Soğuk bir taraftan, kirlilik ise diğer taraftan... ABD’de, Senato alt komitesinde hava kalitesi üzerine bir konuşmada, Cumhuriyetçiler’den Jerrold Nadler, Çevre Koruma Ajansı’nın 11 Eylül’den sonra halkı yanılttığını ileri sürdü. Bölgenin havasının ‘emniyetli’ olduğu konusundaki tespitin yanlış olduğunu söyleyen Nadler, Ajans’ın ev içlerine ve bürolara sinen asbest tozunu dikkate almadığını öne sürdü. Buyrun bakalım...
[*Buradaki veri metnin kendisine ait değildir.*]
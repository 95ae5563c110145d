// SPDX-FileCopyrightText: © 2025 StreamKit Contributors
//
// SPDX-License-Identifier: MPL-2.0

#![allow(clippy::expect_used)]

use figment::{
    providers::{Format, Serialized, Toml},
    Figment,
};
use std::path::PathBuf;

#[test]
fn samples_hapcam_toml_parses_and_validates() {
    let manifest_dir = PathBuf::from(env!("CARGO_MANIFEST_DIR"));
    let repo_root = manifest_dir
        .parent()
        .and_then(|parent| parent.parent())
        .expect("hapcam-server should live under workspace_root/apps/hapcam");
    let sample_path = repo_root.join("samples/hapcam.toml");

    let figment = Figment::new().merge(Serialized::defaults(hapcam_server::Config::default()));
    let config: hapcam_server::Config = match figment.merge(Toml::file(&sample_path)).extract() {
        Ok(cfg) => cfg,
        Err(e) => panic!("samples/hapcam.toml should parse as hapcam_server::Config: {e}"),
    };

    assert!(config.validate().is_ok());
    assert_eq!(config.transcoder.program, "ffmpeg");
    assert_eq!(config.shutdown.restart_exit_code, 75);
    assert_eq!(config.bridges.len(), 1);
    assert_eq!(config.bridges[0].name, "Front Yard");

    let cameras: Vec<_> = config.cameras().collect();
    assert_eq!(cameras.len(), 2);

    let door = cameras[0];
    assert_eq!(door.name(), "Front Door");
    assert!(door.force_tcp);
    assert!(door.support_audio);
    assert_eq!(door.linked_doorbell, Some(1001));
    assert_eq!(door.stream_count, 3);
    assert_eq!(
        door.snapshot.as_ref().map(|s| s.url_for_width(640)),
        Some("http://nvr.local:81/image/front_door?w=640".to_string())
    );

    let driveway = cameras[1];
    assert!(driveway.is_passthrough());
    assert_eq!(driveway.stream_count, 1);
    assert_eq!(driveway.extra_args.len(), 4);
    assert!(!driveway.support_audio);
}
Bütün bunlara rağmen bugün mutlu bir gün, zira Türkiye basını Türkiye’nin lider ülke olduğu hususunda mutabakata varmış durumda. İstanbul’daki Avrupa Birliği ve İslam Konferansı Örgütü buluşması sayesinde husule gelen ‘İstanbul Ruhu’, 11 Eylül’ün gölgesini silip atmış. Milliyet, “Ladin yıktı, Cem yaptı” diyor mesela. Sabah ise “Lider ülke böyle olur” demiş. Her şeye rağmen Başbakan Ecevit’in itidalini muhafaza ettiğini söylemeden geçmeyelim: “İstanbul ruhu kavramı önemlidir. Bu girişimin, bu diyaloğun devam etmesi gerekir.” Hatta şunu da söylemeden geçmeyelim: Müslüman ve Hıristiyan aleminin üst düzey temsilcilerinin buluşmaları, diyalog arayışına girmeleri, beklendiğinden daha büyük ilgi gören bu girişiminin ev sahipliğini Türkiye’nin yapıyor olması önemlidir. Bunun yanı sıra, iki günlük bir buluşmanın ilk gününün sonunda Türkiye’yi lider ilan etmek de herhalde fazlaca böbürlenmektir. Şişinmemizin, olayın önemini gölgelemesine izin vermemeyi becerebilseydik keşke, diye düşünmeden edemiyor insan. Bu önemli buluşmadan Türkiye’nin lider ülke olarak çıkması, hatta buluşmanın geniş geniş haber yapılması hususunda Batı basınının pek de aceleci davranmadığını görüyoruz mesela.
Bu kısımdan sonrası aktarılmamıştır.